An investor in Flutter Entertainment, formerly Paddy Power Betfair, is being sued in New York by the founders of FanDuel and other former employees of the operator over the value of the company amid a 2018 merger. The suit has been given the green light to proceed after the New York Court of Appeals ruled on Thursday that a lawsuit filed in Scotland by the founders of FanDuel and over 100 people should not have been dismissed by a lower court. Shamrock Capital Advisors, which held a more than 14% stake in FanDuel, was initially sued in 2018.
“Once a court determines that another jurisdiction’s law governs, it has significant flexibility and discretion in deciding whether to take notice of that foreign law and apply it to the case at hand,” said Associate New York Court of Appeals Judge Madeline Singas in an opinion. “In the present case, the Appellate Division correctly concluded that Scots law applies to plaintiffs’ claims and appropriately took judicial notice of its content in resolving defendants’ motion to dismiss.”
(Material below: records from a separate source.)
use semver::Version;
use std::cmp::Ordering;

const SNAPSHOT_SUFFIX: &str = "-SNAPSHOT";

/// Parse a version from a tag name (e.g., "v1.2.3" -> 1.2.3)
///
/// Full semantic versions are parsed as such, pre-release and build metadata
/// included. Otherwise a leading `major[.minor[.patch]]` run of numbers is
/// accepted, with missing components read as zero ("v2.1-hotfix" -> 2.1.0).
pub fn parse_tag_version(tag: &str) -> Option<Version> {
    let clean_tag = tag
        .strip_prefix('v')
        .or_else(|| tag.strip_prefix('V'))
        .unwrap_or(tag);

    if let Ok(version) = Version::parse(clean_tag) {
        return Some(version);
    }

    let parts = numeric_parts(clean_tag);
    let major = *parts.first()?;
    let minor = parts.get(1).copied().unwrap_or(0);
    let patch = parts.get(2).copied().unwrap_or(0);

    Some(Version::new(major, minor, patch))
}

/// Order two tag names by version precedence.
///
/// Names carrying a version rank above names without one. Equal versions
/// (and two unversioned names) fall back to plain string order.
pub fn compare_tag_versions(a: &str, b: &str) -> Ordering {
    let precedence = match (parse_tag_version(a), parse_tag_version(b)) {
        (Some(va), Some(vb)) => va.cmp_precedence(&vb),
        (Some(_), None) => Ordering::Greater,
        (None, Some(_)) => Ordering::Less,
        (None, None) => Ordering::Equal,
    };

    precedence.then_with(|| a.cmp(b))
}

/// Declared version without a trailing `-SNAPSHOT` suffix
pub fn release_version(version: &str) -> &str {
    version.strip_suffix(SNAPSHOT_SUFFIX).unwrap_or(version)
}

/// Leading numeric components of a version string, at most three.
///
/// Returns an empty vector when the string does not start with a digit.
pub fn numeric_parts(version: &str) -> Vec<u64> {
    let mut parts = Vec::new();

    for component in version.split('.') {
        let digits: &str = &component[..component
            .find(|c: char| !c.is_ascii_digit())
            .unwrap_or(component.len())];
        let Ok(number) = digits.parse::<u64>() else {
            break;
        };
        parts.push(number);
        // a component with trailing text ends the numeric run
        if parts.len() == 3 || digits.len() != component.len() {
            break;
        }
    }

    parts
}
The founders of FanDuel, Nigel and Lesley Eccles, have been given the right to continue their lawsuit against Shamrock Capital Advisors after filing an initial $120 million suit in 2018. The Eccles family, along with several others, founded FanDuel in Scotland in 2007 before bringing the brand to America in 2009 where it transformed into a DFS giant.
Failed attempt for FanDuel
FanDuel continued to grow with its top competitor, DraftKings, taking notice. The notice led to DraftKings and FanDuel agreeing to a “merger of equals,” which eventually dissolved.
The merger would have valued the combined company at roughly $1.2 billion.
Despite the failed merger due to antitrust concerns, FanDuel continued to showcase its viability as a DFS operator, which eventually led to preferred shares for leadership in the company being valued at $559 million with a merger with Paddy Power Betfair.
The two companies would eventually agree to a merger.
The merger between FanDuel and Paddy Power Betfair saw proceeds close at $465.5 million, a significant drop from the original price of preferred shares.
The merger had a lowered valuation but also saw the Eccles family cut out of the deal as they received no compensation due to the couple having left FanDuel before the transaction.
FanDuel paid the value of preferred shares to their holders with no proceeds left for the Eccles family. As a result, the duo and others sued FanDuel in Scotland and will continue to seek relief in New York following the 7-0 decision in the Court of Appeals to proceed.